NoteId - FK to Notes.Id

This would allow you to keep your data better normalized, but still get the relationships between data that you want. Note that this assumes a 1:1 relationship between rows in your other tables and Notes. If that relationship will be many to one, you'll need a cross table.

Have a look at this thread about database normalization

Additionally, you can check this resource to learn more about foreign keys

Instead of putting the other table name's and primary key's in this table, have the primary key of the NOTES table be NoteId. Create an FK in each other table that will make a note, and store the corresponding NoteId's in the other tables. Then you can simply join on NoteId from all of these other tables to the NOTES table.

As I understand your problem, you're attempting to "abstract" the auditing of multiple tables in a way that you might abstract a class in OOP.

While it's a great OOP design principle, it falls flat in databases for multiple reasons. Perhaps the largest single reason is that if you cannot envision it, neither will someone (even you) looking at it later have an easy time reassembling the data. Smaller that that though, is that while you tend to think of a table as a container and thus similar to an object, in reality they are implemented instances of this hypothetical container you are trying to put together and operate better if you treat them as such. By creating an audit table specific to a table or a subset of tables that share structural similarity and data similarity, you increase the performance of your database and you won't run in to strange trigger or select related issues later.

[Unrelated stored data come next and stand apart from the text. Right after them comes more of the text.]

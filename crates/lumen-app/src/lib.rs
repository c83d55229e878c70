//! Application framework for the Lumen engine.
//!
//! This crate provides a trait-based application framework that handles:
//! - Window creation and management
//! - GPU and ray tracing context initialization
//! - Swapchain creation and recreation
//! - Frames in flight and deferred deletion
//! - Event loop handling
//!
//! It also ships [`SceneRenderer`], which traces a `lumen_scene::Scene` into
//! the swapchain.
//!
//! # Example
//!
//! ```no_run
//! use lumen_app::{run_app, AppConfig, AppContext, FrameContext, LumenApp};
//!
//! struct MyApp;
//!
//! impl LumenApp for MyApp {
//!     fn init(_ctx: &mut AppContext) -> anyhow::Result<Self> {
//!         Ok(MyApp)
//!     }
//!
//!     fn update(&mut self, _ctx: &mut AppContext, _dt: f32) -> anyhow::Result<()> {
//!         Ok(())
//!     }
//!
//!     fn render(&mut self, _ctx: &mut AppContext, _frame: &mut FrameContext) -> anyhow::Result<()> {
//!         Ok(())
//!     }
//! }
//!
//! fn main() -> anyhow::Result<()> {
//!     run_app::<MyApp>(AppConfig::default())
//! }
//! ```

mod app;
mod camera;
mod context;
mod frame;
mod renderer;
mod runner;

pub use app::LumenApp;
pub use camera::{Camera, CameraPushConstants};
pub use context::AppContext;
pub use frame::FrameContext;
pub use renderer::{load_shaders, SceneRenderer, CLOSEST_HIT_SHADER, MISS_SHADER, RAYGEN_SHADER};
pub use runner::{run_app, AppConfig};

pub use lumen_gpu::{GpuContext, GpuContextBuilder};
pub use winit::event::{DeviceEvent, DeviceId, WindowEvent};
//! Sampler creation.

use crate::error::Result;
use ash::vk;

/// Declarative sampler description.
#[derive(Clone, Copy, Debug, PartialEq)]
pub struct SamplerDesc {
    pub mag_filter: vk::Filter,
    pub min_filter: vk::Filter,
    pub mipmap_mode: vk::SamplerMipmapMode,
    pub address_mode: vk::SamplerAddressMode,
    /// `None` disables anisotropic filtering.
    pub max_anisotropy: Option<f32>,
}

impl Default for SamplerDesc {
    fn default() -> Self {
        Self::linear_repeat()
    }
}

impl SamplerDesc {
    /// Trilinear filtering with repeat addressing, the default for material textures.
    pub const fn linear_repeat() -> Self {
        Self {
            mag_filter: vk::Filter::LINEAR,
            min_filter: vk::Filter::LINEAR,
            mipmap_mode: vk::SamplerMipmapMode::LINEAR,
            address_mode: vk::SamplerAddressMode::REPEAT,
            max_anisotropy: None,
        }
    }

    /// Point sampling clamped to the edge.
    pub const fn nearest_clamp() -> Self {
        Self {
            mag_filter: vk::Filter::NEAREST,
            min_filter: vk::Filter::NEAREST,
            mipmap_mode: vk::SamplerMipmapMode::NEAREST,
            address_mode: vk::SamplerAddressMode::CLAMP_TO_EDGE,
            max_anisotropy: None,
        }
    }

    pub(crate) fn create_info(&self) -> vk::SamplerCreateInfo<'static> {
        vk::SamplerCreateInfo::default()
            .mag_filter(self.mag_filter)
            .min_filter(self.min_filter)
            .mipmap_mode(self.mipmap_mode)
            .address_mode_u(self.address_mode)
            .address_mode_v(self.address_mode)
            .address_mode_w(self.address_mode)
            .anisotropy_enable(self.max_anisotropy.is_some())
            .max_anisotropy(self.max_anisotropy.unwrap_or(1.0))
            .min_lod(0.0)
            .max_lod(vk::LOD_CLAMP_NONE)
            .border_color(vk::BorderColor::FLOAT_OPAQUE_BLACK)
    }
}

/// Create a sampler.
///
/// # Safety
/// The device must be valid.
pub unsafe fn create_sampler(device: &ash::Device, desc: &SamplerDesc) -> Result<vk::Sampler> {
    Ok(device.create_sampler(&desc.create_info(), None)?)
}

#[cfg(test)]
mod tests {
    use super::*;

    #[test]
    fn anisotropy_follows_desc() {
        let info = SamplerDesc::linear_repeat().create_info();
        assert_eq!(info.anisotropy_enable, vk::FALSE);

        let desc = SamplerDesc {
            max_anisotropy: Some(8.0),
            ..SamplerDesc::default()
        };
        let info = desc.create_info();
        assert_eq!(info.anisotropy_enable, vk::TRUE);
        assert_eq!(info.max_anisotropy, 8.0);
    }

    #[test]
    fn address_mode_applies_to_all_axes() {
        let info = SamplerDesc::nearest_clamp().create_info();
        assert_eq!(info.address_mode_u, vk::SamplerAddressMode::CLAMP_TO_EDGE);
        assert_eq!(info.address_mode_v, vk::SamplerAddressMode::CLAMP_TO_EDGE);
        assert_eq!(info.address_mode_w, vk::SamplerAddressMode::CLAMP_TO_EDGE);
        assert_eq!(info.min_filter, vk::Filter::NEAREST);
    }
}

And you can't envision it not because you're not good at what you're doing, but rather, the structure is not conducive to database logging.

Instead, I would recommend that you create separate logging tables that manage the auditing of each table you want to audit or log. In fact, some fast google searches show many scripts already written to do much of this tasking for you: Example of one such search

You should create these individual tables and then if you want to be able to report on multiple table or even all tables at once, you can create a stored procedure (if you want to make queries based on criterion) or a view with an included SELECT statement that JOINs and/or UNIONs the tables you are interested in - in a fashion that makes sense to the report type. You'll still have to write new objects in to the view, but even with your original table design, you'd have to account for that.